Among the entries, which lines carry the string "derive"? Copy every one.

________

// =============================================================================
// LOADER — Couche d'entrée : du texte vers le modèle de données
// =============================================================================
//
// Le loader traduit une entrée externe en Almanac (graines + chaîne). Grâce
// au trait Loader, on peut supporter plusieurs formats :
//   - le format texte "almanach" (seeds: ..., x-to-y map: ...)
//   - un document TOML structuré
//
// Le cœur (module core) ne connaît JAMAIS les formats d'entrée. Les erreurs
// de lecture (nombre illisible, catégorie inconnue, en-tête manquant...)
// appartiennent au loader, pas au résolveur.
//
// =============================================================================

pub mod text;
pub mod structured;

use std::fmt;
use std::path::{Path, PathBuf};

use thiserror::Error;
use tracing::debug;

use crate::core::batch::SeedSet;
use crate::core::chain::CategoryMapChain;

pub use structured::StructuredLoader;
pub use text::TextLoader;

/// Ce qu'un loader livre au cœur : les graines et la chaîne.
#[derive(Debug, Clone, Default)]
pub struct Almanac {
    pub seeds: SeedSet,
    pub chain: CategoryMapChain,
}

/// Rendu au format texte, relisible par `TextLoader`
impl fmt::Display for Almanac {
    fn fmt(&self, f: &mut fmt::Formatter<'_>) -> fmt::Result {
        write!(f, "seeds:")?;
        for seed in &self.seeds.values {
            write!(f, " {}", seed)?;
        }
        writeln!(f)?;
        for map in self.chain.maps() {
            writeln!(f)?;
            write!(f, "{}", map)?;
        }
        Ok(())
    }
}

/// Erreur de chargement. Les numéros de ligne commencent à 1.
#[derive(Debug, Error)]
pub enum LoadError {
    #[error("failed to read {}: {source}", .path.display())]
    Io {
        path: PathBuf,
        #[source]
        source: std::io::Error,
    },

    #[error("no 'seeds:' line in input")]
    MissingSeeds,

    #[error("line {line}: second 'seeds:' line")]
    DuplicateSeeds { line: usize },

    #[error("line {line}: unknown category '{name}'")]
    UnknownCategory { line: usize, name: String },

    #[error("line {line}: '{token}' is not a non-negative 64-bit integer")]
    InvalidNumber { line: usize, token: String },

    #[error("line {line}: expected 3 numbers in a range rule, found {found}")]
    MalformedRule { line: usize, found: usize },

    #[error("line {line}: unexpected content '{content}'")]
    UnexpectedLine { line: usize, content: String },

    #[error("structured input: {0}")]
    Structured(#[from] toml::de::Error),
}

/// Trait abstrait pour tous les formats d'entrée.
///
/// Le loader livre une chaîne structurellement complète ; il ne la valide
/// pas (c'est le rôle de `core::validate`).
pub trait Loader {
    /// Lit une entrée complète
    fn load(&self, input: &str) -> Result<Almanac, LoadError>;

    /// Retourne le nom du format
    fn name(&self) -> &str;
}

/// Choisit le loader d'après l'extension : `.toml` → structuré, sinon texte.
pub fn for_path(path: &Path) -> Box<dyn Loader> {
    match path.extension().and_then(|e| e.to_str()) {
        Some(ext) if ext.eq_ignore_ascii_case("toml") => Box::new(StructuredLoader),
        _ => Box::new(TextLoader),
    }
}

/// Lit et charge un fichier avec le loader adapté à son extension.
pub fn load_file(path: &Path) -> Result<Almanac, LoadError> {
    let input = std::fs::read_to_string(path).map_err(|source| LoadError::Io {
        path: path.to_path_buf(),
        source,
    })?;
    let loader = for_path(path);
    debug!(path = %path.display(), format = loader.name(), "loading almanac");
    loader.load(&input)
}

#[cfg(test)]
mod tests {
    use super::*;

    #[test]
    fn test_for_path_picks_format() {
        assert_eq!(for_path(Path::new("input.toml")).name(), "structured");
        assert_eq!(for_path(Path::new("INPUT.TOML")).name(), "structured");
        assert_eq!(for_path(Path::new("input.txt")).name(), "text");
        assert_eq!(for_path(Path::new("input")).name(), "text");
    }

    #[test]
    fn test_load_file_missing() {
        let err = load_file(Path::new("/nonexistent/almanac.txt")).unwrap_err();
        assert!(matches!(err, LoadError::Io { .. }));
    }
}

________

• _Exercise response_
#[derive(Debug, Clone, Default)]
#[derive(Debug, Error)]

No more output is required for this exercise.